A Phase II Trial of Bortezomib and Vorinostat in Mantle Cell Lymphoma and Diffuse Large B-cell Lymphoma

Abstract Background The proteasome inhibitor bortezomib demonstrates marked pre-clinical activity when combined with the histone deacetylase inhibitor vorinostat in leukemia, multiple myeloma, and mantle cell lymphoma (MCL) cells. This study evaluated the efficacy and safety of the combination in patients with relapsed or refractory MCL and diffuse large B-cell lymphoma (DLBCL). Patients and methods This multicenter, non-randomized phase 2 trial used a Simon two-stage design with 3 cohorts: (A) MCL; no prior bortezomib (including untreated MCL), (B) MCL; prior bortezomib, and (C) relapsed or refractory DLBCL; no prior bortezomib. Vorinostat (400 mg) was administered orally on days 1-5 and 8-12 prior to bortezomib (1.3 mg/m 2 ) administered intravenously on days 1, 4, 8, and 11 of each 21-day cycle.
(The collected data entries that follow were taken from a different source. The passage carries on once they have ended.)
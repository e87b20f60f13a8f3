use async_trait::async_trait;
use chrono::{DateTime, NaiveDateTime, Utc};
use sqlx::{FromRow, SqliteConnection, SqlitePool};
use uuid::Uuid;

use crate::{
    domain::{Club, ConnectedAccountStatus, Court, CreateClubRequest, CreateCourtRequest},
    error::{AppError, Result},
    repository::ClubRepository,
};

#[derive(FromRow)]
struct ClubRow {
    id: String,
    name: String,
    stripe_account_id: Option<String>,
    charges_enabled: i64,
    payouts_enabled: i64,
    details_submitted: i64,
    created_at: NaiveDateTime,
    updated_at: NaiveDateTime,
}

#[derive(FromRow)]
struct CourtRow {
    id: String,
    club_id: String,
    name: String,
    created_at: NaiveDateTime,
}

pub struct SqliteClubRepository {
    pool: SqlitePool,
}

impl SqliteClubRepository {
    pub fn new(pool: SqlitePool) -> Self {
        Self { pool }
    }

    fn row_to_court(row: CourtRow) -> Result<Court> {
        Ok(Court {
            id: Uuid::parse_str(&row.id).map_err(|e| AppError::Database(e.to_string()))?,
            club_id: Uuid::parse_str(&row.club_id).map_err(|e| AppError::Database(e.to_string()))?,
            name: row.name,
            created_at: DateTime::from_naive_utc_and_offset(row.created_at, Utc),
        })
    }

    async fn require(&self, id: Uuid) -> Result<Club> {
        self.find_by_id(id)
            .await?
            .ok_or_else(|| AppError::NotFound("Club not found".to_string()))
    }
}

fn row_to_club(row: ClubRow) -> Result<Club> {
    Ok(Club {
        id: Uuid::parse_str(&row.id).map_err(|e| AppError::Database(e.to_string()))?,
        name: row.name,
        stripe_account_id: row.stripe_account_id,
        charges_enabled: row.charges_enabled != 0,
        payouts_enabled: row.payouts_enabled != 0,
        details_submitted: row.details_submitted != 0,
        created_at: DateTime::from_naive_utc_and_offset(row.created_at, Utc),
        updated_at: DateTime::from_naive_utc_and_offset(row.updated_at, Utc),
    })
}

pub(crate) async fn club_by_stripe_account(
    conn: &mut SqliteConnection,
    account_id: &str,
) -> Result<Option<Club>> {
    let row = sqlx::query_as::<_, ClubRow>(
        r#"
        SELECT id, name, stripe_account_id, charges_enabled, payouts_enabled,
               details_submitted, created_at, updated_at
        FROM clubs
        WHERE stripe_account_id = ?
        "#,
    )
    .bind(account_id)
    .fetch_optional(&mut *conn)
    .await?;

    row.map(row_to_club).transpose()
}

pub(crate) async fn store_account_status(
    conn: &mut SqliteConnection,
    id: Uuid,
    status: ConnectedAccountStatus,
) -> Result<()> {
    sqlx::query(
        r#"
        UPDATE clubs
        SET charges_enabled = ?, payouts_enabled = ?, details_submitted = ?, updated_at = ?
        WHERE id = ?
        "#,
    )
    .bind(status.charges_enabled)
    .bind(status.payouts_enabled)
    .bind(status.details_submitted)
    .bind(Utc::now().naive_utc())
    .bind(id.to_string())
    .execute(&mut *conn)
    .await?;

    Ok(())
}

#[async_trait]
impl ClubRepository for SqliteClubRepository {
    async fn create(&self, request: CreateClubRequest, admin_id: Uuid) -> Result<Club> {
        let id = Uuid::new_v4();
        let now = Utc::now().naive_utc();
        let mut tx = self.pool.begin().await?;

        sqlx::query(
            r#"
            INSERT INTO clubs (id, name, charges_enabled, payouts_enabled, details_submitted, created_at, updated_at)
            VALUES (?, ?, 0, 0, 0, ?, ?)
            "#,
        )
        .bind(id.to_string())
        .bind(request.name.trim())
        .bind(now)
        .bind(now)
        .execute(&mut *tx)
        .await?;

        sqlx::query("INSERT INTO club_admins (club_id, user_id, created_at) VALUES (?, ?, ?)")
            .bind(id.to_string())
            .bind(admin_id.to_string())
            .bind(now)
            .execute(&mut *tx)
            .await?;

        tx.commit().await?;
        self.require(id).await
    }

    async fn find_by_id(&self, id: Uuid) -> Result<Option<Club>> {
        let row = sqlx::query_as::<_, ClubRow>(
            r#"
            SELECT id, name, stripe_account_id, charges_enabled, payouts_enabled,
                   details_submitted, created_at, updated_at
            FROM clubs
            WHERE id = ?
            "#,
        )
        .bind(id.to_string())
        .fetch_optional(&self.pool)
        .await?;

        row.map(row_to_club).transpose()
    }

    async fn find_by_stripe_account(&self, account_id: &str) -> Result<Option<Club>> {
        let mut conn = self.pool.acquire().await?;
        club_by_stripe_account(&mut conn, account_id).await
    }

    async fn is_admin(&self, club_id: Uuid, user_id: Uuid) -> Result<bool> {
        let count: i64 = sqlx::query_scalar(
            "SELECT COUNT(*) FROM club_admins WHERE club_id = ? AND user_id = ?",
        )
        .bind(club_id.to_string())
        .bind(user_id.to_string())
        .fetch_one(&self.pool)
        .await?;

        Ok(count > 0)
    }

    async fn set_stripe_account(&self, id: Uuid, account_id: Option<&str>) -> Result<Club> {
        sqlx::query(
            r#"
            UPDATE clubs
            SET stripe_account_id = ?,
                charges_enabled = CASE WHEN ? IS NULL THEN 0 ELSE charges_enabled END,
                payouts_enabled = CASE WHEN ? IS NULL THEN 0 ELSE payouts_enabled END,
                details_submitted = CASE WHEN ? IS NULL THEN 0 ELSE details_submitted END,
                updated_at = ?
            WHERE id = ?
            "#,
        )
        .bind(account_id)
        .bind(account_id)
        .bind(account_id)
        .bind(account_id)
        .bind(Utc::now().naive_utc())
        .bind(id.to_string())
        .execute(&self.pool)
        .await?;

        self.require(id).await
    }

    async fn update_account_status(&self, id: Uuid, status: ConnectedAccountStatus) -> Result<Club> {
        let mut conn = self.pool.acquire().await?;
        store_account_status(&mut conn, id, status).await?;
        drop(conn);
        self.require(id).await
    }

    async fn create_court(&self, club_id: Uuid, request: CreateCourtRequest) -> Result<Court> {
        let id = Uuid::new_v4();
        sqlx::query("INSERT INTO courts (id, club_id, name, created_at) VALUES (?, ?, ?, ?)")
            .bind(id.to_string())
            .bind(club_id.to_string())
            .bind(request.name.trim())
            .bind(Utc::now().naive_utc())
            .execute(&self.pool)
            .await?;

        self.find_court(id)
            .await?
            .ok_or_else(|| AppError::Database("Failed to retrieve created court".to_string()))
    }

    async fn find_court(&self, id: Uuid) -> Result<Option<Court>> {
        let row = sqlx::query_as::<_, CourtRow>(
            "SELECT id, club_id, name, created_at FROM courts WHERE id = ?",
        )
        .bind(id.to_string())
        .fetch_optional(&self.pool)
        .await?;

        row.map(Self::row_to_court).transpose()
    }

    async fn list_courts(&self, club_id: Uuid) -> Result<Vec<Court>> {
        let rows = sqlx::query_as::<_, CourtRow>(
            "SELECT id, club_id, name, created_at FROM courts WHERE club_id = ? ORDER BY name ASC",
        )
        .bind(club_id.to_string())
        .fetch_all(&self.pool)
        .await?;

        rows.into_iter().map(Self::row_to_court).collect()
    }
}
Results Of 65 treated patients, 22 in Cohort A, 4 in Cohort B, 39 in Cohort C, the overall response rate was 31.8%, 0%, and 7.7% respectively. The median progression-free survival was 7.6 months for Cohort A and 1.8 months for Cohort C. In Cohort A, 7 patients had partial responses (PRs), 5 had stable disease (SD), 7 had progressive disease (PD), 1 was not assessed and 2 were not evaluable. In Cohort B, 2 had SD and 2 had PD. In Cohort C, 3 had PRs, 8 had SD, 23 had PD, and 5 were not assessed. Baseline NF-ĸB activation, measured as nuclear RelA by immunohistochemistry, did not correlate with clinical response. Conclusions The combination of bortezomib and vorinostat is safe and has modest activity in MCL and limited activity in DLBCL.